● Task prompt
Identify and pull out each line of the entries in which "StoreOperation" occurs.

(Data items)
%%
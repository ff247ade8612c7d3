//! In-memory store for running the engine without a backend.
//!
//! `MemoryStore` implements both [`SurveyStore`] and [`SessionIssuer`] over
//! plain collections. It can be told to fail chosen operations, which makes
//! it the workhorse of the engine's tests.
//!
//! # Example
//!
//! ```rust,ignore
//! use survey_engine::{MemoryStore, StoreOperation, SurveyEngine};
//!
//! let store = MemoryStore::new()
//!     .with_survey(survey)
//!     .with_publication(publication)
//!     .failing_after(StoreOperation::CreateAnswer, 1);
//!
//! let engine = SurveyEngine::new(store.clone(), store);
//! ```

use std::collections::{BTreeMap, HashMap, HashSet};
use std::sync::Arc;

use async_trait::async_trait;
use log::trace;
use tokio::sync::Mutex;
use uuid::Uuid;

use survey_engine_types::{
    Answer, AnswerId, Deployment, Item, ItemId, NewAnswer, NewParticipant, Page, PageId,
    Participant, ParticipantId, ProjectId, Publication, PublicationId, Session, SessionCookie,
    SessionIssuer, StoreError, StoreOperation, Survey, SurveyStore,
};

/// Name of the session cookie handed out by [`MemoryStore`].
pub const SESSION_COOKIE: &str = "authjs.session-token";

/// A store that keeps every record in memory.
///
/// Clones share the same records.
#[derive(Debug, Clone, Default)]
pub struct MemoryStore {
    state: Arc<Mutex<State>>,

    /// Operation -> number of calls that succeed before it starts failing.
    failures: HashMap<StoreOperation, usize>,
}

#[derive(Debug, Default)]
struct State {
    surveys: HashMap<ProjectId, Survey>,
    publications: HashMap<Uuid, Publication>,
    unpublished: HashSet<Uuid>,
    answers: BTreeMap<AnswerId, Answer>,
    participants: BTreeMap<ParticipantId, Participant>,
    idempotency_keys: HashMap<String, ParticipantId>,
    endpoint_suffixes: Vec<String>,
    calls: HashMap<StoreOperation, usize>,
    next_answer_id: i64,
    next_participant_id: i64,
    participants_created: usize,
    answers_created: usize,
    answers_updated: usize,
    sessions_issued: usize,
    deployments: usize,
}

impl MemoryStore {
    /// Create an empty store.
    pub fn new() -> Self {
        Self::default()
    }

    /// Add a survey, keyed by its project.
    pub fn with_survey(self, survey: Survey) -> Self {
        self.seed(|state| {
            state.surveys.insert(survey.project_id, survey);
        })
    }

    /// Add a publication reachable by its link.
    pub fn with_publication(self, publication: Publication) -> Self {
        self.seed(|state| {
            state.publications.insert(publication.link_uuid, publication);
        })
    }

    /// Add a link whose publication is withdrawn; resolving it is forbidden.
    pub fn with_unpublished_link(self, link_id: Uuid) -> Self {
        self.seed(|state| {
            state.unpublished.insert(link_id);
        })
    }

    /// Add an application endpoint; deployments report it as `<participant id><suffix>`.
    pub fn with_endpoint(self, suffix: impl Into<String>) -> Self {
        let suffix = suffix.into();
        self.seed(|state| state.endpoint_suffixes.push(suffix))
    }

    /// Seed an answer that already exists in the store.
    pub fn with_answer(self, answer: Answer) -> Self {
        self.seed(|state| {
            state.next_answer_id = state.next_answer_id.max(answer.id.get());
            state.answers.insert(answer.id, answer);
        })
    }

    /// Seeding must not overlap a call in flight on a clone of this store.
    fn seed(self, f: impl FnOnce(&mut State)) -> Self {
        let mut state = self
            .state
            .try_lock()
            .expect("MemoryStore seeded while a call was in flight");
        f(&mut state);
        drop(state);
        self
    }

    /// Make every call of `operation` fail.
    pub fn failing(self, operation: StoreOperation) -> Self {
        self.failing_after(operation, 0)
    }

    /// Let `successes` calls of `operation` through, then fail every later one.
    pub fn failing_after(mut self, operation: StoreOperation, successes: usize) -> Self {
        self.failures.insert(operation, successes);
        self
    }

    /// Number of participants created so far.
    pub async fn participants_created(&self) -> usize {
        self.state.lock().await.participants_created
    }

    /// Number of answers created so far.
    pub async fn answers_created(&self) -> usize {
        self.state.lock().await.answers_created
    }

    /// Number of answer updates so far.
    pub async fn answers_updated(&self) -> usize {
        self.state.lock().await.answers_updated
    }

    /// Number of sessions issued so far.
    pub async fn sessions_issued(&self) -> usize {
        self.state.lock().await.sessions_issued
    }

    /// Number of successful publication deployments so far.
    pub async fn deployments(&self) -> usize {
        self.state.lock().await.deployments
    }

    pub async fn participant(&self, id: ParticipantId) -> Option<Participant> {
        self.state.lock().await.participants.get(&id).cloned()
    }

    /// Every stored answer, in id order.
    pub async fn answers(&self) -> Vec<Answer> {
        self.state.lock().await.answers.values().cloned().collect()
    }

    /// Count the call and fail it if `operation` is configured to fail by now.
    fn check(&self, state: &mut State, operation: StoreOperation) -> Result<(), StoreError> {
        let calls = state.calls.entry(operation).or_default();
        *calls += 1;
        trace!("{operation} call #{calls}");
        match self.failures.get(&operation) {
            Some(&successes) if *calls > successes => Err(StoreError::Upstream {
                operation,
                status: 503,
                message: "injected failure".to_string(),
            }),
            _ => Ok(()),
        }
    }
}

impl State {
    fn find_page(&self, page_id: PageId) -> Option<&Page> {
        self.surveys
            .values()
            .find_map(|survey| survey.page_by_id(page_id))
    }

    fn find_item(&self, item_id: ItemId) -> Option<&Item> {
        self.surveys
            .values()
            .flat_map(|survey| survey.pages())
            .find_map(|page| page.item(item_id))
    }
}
%%
● Result below
//! use survey_engine::{MemoryStore, StoreOperation, SurveyEngine};
//!     .failing_after(StoreOperation::CreateAnswer, 1);
    SessionIssuer, StoreError, StoreOperation, Survey, SurveyStore,
    failures: HashMap<StoreOperation, usize>,
    calls: HashMap<StoreOperation, usize>,
    pub fn failing(self, operation: StoreOperation) -> Self {
    pub fn failing_after(mut self, operation: StoreOperation, successes: usize) -> Self {
    fn check(&self, state: &mut State, operation: StoreOperation) -> Result<(), StoreError> {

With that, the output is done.